炔类脂肪酸是目前分离鉴定数量最多的炔类天然产物，在昆虫［36］、植物［10］与微生物［10］中均有发现。20 世纪60 年代，针对不饱和脂肪酸中炔基的生物合成，研究人员提出了两种可能的机制，分别是氧化脱氢机制与烯醇消除机制。其中，氧化脱氢机制指的是脂肪酸中的顺式双键直接脱氢生成炔基［图1（a）］［37］。对于烯醇消除机制，研究人员推测脂肪酸首先经焦磷酸化形成焦磷酸烯醇式中间体， 然后发生脱羧反应生成炔基［图1（b）］［38］。

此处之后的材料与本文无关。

impl GromacsToolchain {
    pub fn new() -> Self {
        GromacsToolchain
    }

    fn gmx(&self, stage: &Stage, subcommand: &str) -> Command {
        let mut command = Command::new(prop_str(&stage.properties, "binary", DEFAULT_BINARY));
        command.arg(subcommand);
        command
    }

    fn repair(&self, stage: &Stage) -> Result<(), ToolError> {
        let input = stage.require_input("structure")?;
        let output = stage.require_output("structure")?;

        let program = prop_str(&stage.properties, "program", DEFAULT_REPAIR_PROGRAM);
        let mut command = Command::new(program);
        command
            .arg(input)
            .arg(format!("--output={}", output.display()))
            .arg("--add-atoms=heavy");
        if let Some(extra) = stage.properties.get("args").and_then(|v| v.as_array()) {
            for arg in extra {
                match arg.as_str() {
                    Some(arg) => {
                        command.arg(arg);
                    }
                    None => {
                        return Err(ToolError::InvalidProperty {
                            key: "args".to_string(),
                            reason: "expected an array of strings".to_string(),
                        });
                    }
                }
            }
        }
        run_command(command, None, stage_timeout(&stage.properties)?)
    }

    fn pdb2gmx(&self, stage: &Stage) -> Result<(), ToolError> {
        let output = stage.require_output("structure")?;
        let mut command = self.gmx(stage, "pdb2gmx");
        command
            .arg("-f")
            .arg(stage.require_input("structure")?)
            .arg("-o")
            .arg(output)
            .arg("-p")
            .arg(stage.require_output("topology")?)
            .arg("-ff")
            .arg(prop_str(&stage.properties, "forcefield", DEFAULT_FORCEFIELD))
            .arg("-water")
            .arg(prop_str(&stage.properties, "water", DEFAULT_WATER_MODEL));
        set_scratch_dir(&mut command, output);
        run_command(command, None, stage_timeout(&stage.properties)?)
    }

    fn editconf(&self, stage: &Stage) -> Result<(), ToolError> {
        let distance = stage
            .properties
            .get("distance")
            .and_then(|v| v.as_float().or_else(|| v.as_integer().map(|n| n as f64)))
            .unwrap_or(1.0);
        let mut command = self.gmx(stage, "editconf");
        command
            .arg("-f")
            .arg(stage.require_input("structure")?)
            .arg("-o")
            .arg(stage.require_output("structure")?)
            .arg("-c")
            .arg("-d")
            .arg(format!("{}", distance))
            .arg("-bt")
            .arg(prop_str(&stage.properties, "box-type", "cubic"));
        run_command(command, None, stage_timeout(&stage.properties)?)
    }

    fn solvate(&self, stage: &Stage) -> Result<(), ToolError> {
        // gmx solvate rewrites the topology in place; work on the declared
        // output copy so the upstream artifact stays untouched.
        let topology = carry_topology(stage)?;
        let mut command = self.gmx(stage, "solvate");
        command
            .arg("-cp")
            .arg(stage.require_input("structure")?)
            .arg("-cs")
            .arg(prop_str(&stage.properties, "solvent-box", DEFAULT_SOLVENT_BOX))
            .arg("-o")
            .arg(stage.require_output("structure")?)
            .arg("-p")
            .arg(&topology);
        run_command(command, None, stage_timeout(&stage.properties)?)
    }

    fn grompp(&self, stage: &Stage) -> Result<(), ToolError> {
        let run_input = stage.require_output("run-input")?;
        let mdp_path = write_mdp_file(stage, run_input)?;

        let mut command = self.gmx(stage, "grompp");
        command
            .arg("-f")
            .arg(&mdp_path)
            .arg("-c")
            .arg(stage.require_input("structure")?)
            .arg("-p")
            .arg(stage.require_input("topology")?)
            .arg("-o")
            .arg(run_input);
        if let Some(checkpoint) = stage.input("checkpoint") {
            command.arg("-t").arg(checkpoint);
        }
        if let Some(maxwarn) = stage.properties.get("maxwarn").and_then(|v| v.as_integer()) {
            command.arg("-maxwarn").arg(maxwarn.to_string());
        }
        set_scratch_dir(&mut command, run_input);
        run_command(command, None, stage_timeout(&stage.properties)?)
    }

    fn genion(&self, stage: &Stage) -> Result<(), ToolError> {
        let topology = carry_topology(stage)?;
        let mut command = self.gmx(stage, "genion");
        command
            .arg("-s")
            .arg(stage.require_input("run-input")?)
            .arg("-o")
            .arg(stage.require_output("structure")?)
            .arg("-p")
            .arg(&topology)
            .arg("-pname")
            .arg(prop_str(&stage.properties, "positive-ion", "NA"))
            .arg("-nname")
            .arg(prop_str(&stage.properties, "negative-ion", "CL"));
        if prop_bool(&stage.properties, "neutral", true) {
            command.arg("-neutral");
        }
        if let Some(concentration) = stage.properties.get("concentration").and_then(|v| v.as_float())
        {
            command.arg("-conc").arg(format!("{}", concentration));
        }

        let group = prop_str(&stage.properties, "group", "SOL");
        run_command(
            command,
            Some(&format!("{}\n", group)),
            stage_timeout(&stage.properties)?,
        )
    }

    fn mdrun(&self, stage: &Stage) -> Result<(), ToolError> {
        let structure = stage.require_output("structure")?;
        let mut command = self.gmx(stage, "mdrun");
        command
            .arg("-s")
            .arg(stage.require_input("run-input")?)
            .arg("-c")
            .arg(structure)
            .arg("-o")
            .arg(stage.require_output("trajectory")?)
            .arg("-e")
            .arg(stage.require_output("energy")?)
            .arg("-g")
            .arg(scratch_dir(structure).join("md.log"));
        if let Some(checkpoint) = stage.output("checkpoint") {
            command.arg("-cpo").arg(checkpoint);
        }
        if let Some(threads) = stage.properties.get("threads").and_then(|v| v.as_integer()) {
            command.arg("-nt").arg(threads.to_string());
        }
        run_command(command, None, stage_timeout(&stage.properties)?)
    }

    fn energy(&self, stage: &Stage) -> Result<(), ToolError> {
        let mut command = self.gmx(stage, "energy");
        command
            .arg("-f")
            .arg(stage.require_input("energy")?)
            .arg("-o")
            .arg(stage.require_output("report")?);

        let terms = prop_str(&stage.properties, "terms", "Potential");
        let selection = format!("{}\n", terms.split_whitespace().collect::<Vec<_>>().join("\n"));
        run_command(command, Some(&selection), stage_timeout(&stage.properties)?)
    }

    fn rms(&self, stage: &Stage) -> Result<(), ToolError> {
        let mut command = self.gmx(stage, "rms");
        command
            .arg("-s")
            .arg(stage.require_input("reference")?)
            .arg("-f")
            .arg(stage.require_input("trajectory")?)
            .arg("-o")
            .arg(stage.require_output("report")?)
            .arg("-tu")
            .arg(prop_str(&stage.properties, "time-unit", "ns"));

        let group = prop_str(&stage.properties, "group", "Backbone");
        run_command(
            command,
            Some(&format!("{}\n{}\n", group, group)),
            stage_timeout(&stage.properties)?,
        )
    }

    fn gyrate(&self, stage: &Stage) -> Result<(), ToolError> {
        let mut command = self.gmx(stage, "gyrate");
        command
            .arg("-s")
            .arg(stage.require_input("run-input")?)
            .arg("-f")
            .arg(stage.require_input("trajectory")?)
            .arg("-o")
            .arg(stage.require_output("report")?);

        let group = prop_str(&stage.properties, "group", "Protein");
        run_command(
            command,
            Some(&format!("{}\n", group)),
            stage_timeout(&stage.properties)?,
        )
    }

    fn image(&self, stage: &Stage) -> Result<(), ToolError> {
        let mut command = self.gmx(stage, "trjconv");
        command
            .arg("-s")
            .arg(stage.require_input("run-input")?)
            .arg("-f")
            .arg(stage.require_input("trajectory")?)
            .arg("-o")
            .arg(stage.require_output("trajectory")?)
            .arg("-pbc")
            .arg(prop_str(&stage.properties, "pbc", "mol"));
        if prop_bool(&stage.properties, "center", true) {
            command.arg("-center");
        }

        let center_group = prop_str(&stage.properties, "center-group", "Protein");
        let output_group = prop_str(&stage.properties, "output-group", "System");
        run_command(
            command,
            Some(&format!("{}\n{}\n", center_group, output_group)),
            stage_timeout(&stage.properties)?,
        )
    }

    fn strip(&self, stage: &Stage) -> Result<(), ToolError> {
        let mut command = self.gmx(stage, "trjconv");
        command
            .arg("-s")
            .arg(stage.require_input("run-input")?)
            .arg("-f")
            .arg(stage.require_input("structure")?)
            .arg("-o")
            .arg(stage.require_output("structure")?);

        let group = prop_str(&stage.properties, "group", "Protein");
        run_command(
            command,
            Some(&format!("{}\n", group)),
            stage_timeout(&stage.properties)?,
        )
    }
}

图1 脂肪酸中炔基形成的两种假说Fig.1 Two hypotheses for the biosynthesis of acetylenic bonds in fatty acids

1998 年，Lee 等［39］首先通过体外实验发现高山还阳参（Crepis alpina）种子的微粒体蛋白可以在含有烟酰胺腺嘌呤二核苷酸（NADH）的反应体系中将14C 标记的亚油酸酯（linoleate，1）转化成含有炔基的还阳参油酸酯（crepenynate，2）。而且作者发现当反应体系中加入一氧化碳或P450 还原酶抗体后，依然可以检测到还阳参油酸酯的生成，因此推测催化脂肪酸中炔基合成的酶并非P450 氧化酶，可能是一类与催化脂肪酸中碳碳单键脱氢形成双键的去饱和酶（desaturase）类似的酶。随后，作者从C.alpina种子的cDNA中找到候选基因Crep1，其编码的蛋白与拟南芥中的Δ12 去饱和酶有56%的相似性。最后，作者通过在酿酒酵母以及拟南芥中异源表达证实Crep1 可以将亚油酸酯C-12 与C-13 之间的双键脱氢转化成炔键（图2），并将这类特殊的可以催化炔基生成的去饱和酶命名为乙炔酶（acetylenase）。此后，研究人员又陆续从其他植物、昆虫以及微生物中鉴定了多个乙炔酶（表1）。进一步的研究显示乙炔酶不仅可以将脂肪链中的顺式双键脱氢生成炔基，还可像普通的脂肪酸去饱和酶一样催化双键的形成，如乙炔酶Crep1 可以催化油酸酯（oleate）脱氢生成（Z，E）-9，12-十八碳二烯酸酯［9（Z），12（E）-octadecadienoate］与（Z，Z）-9，12-十八碳二烯酸酯［9（Z），12（Z）-octadecadienoate］［40］。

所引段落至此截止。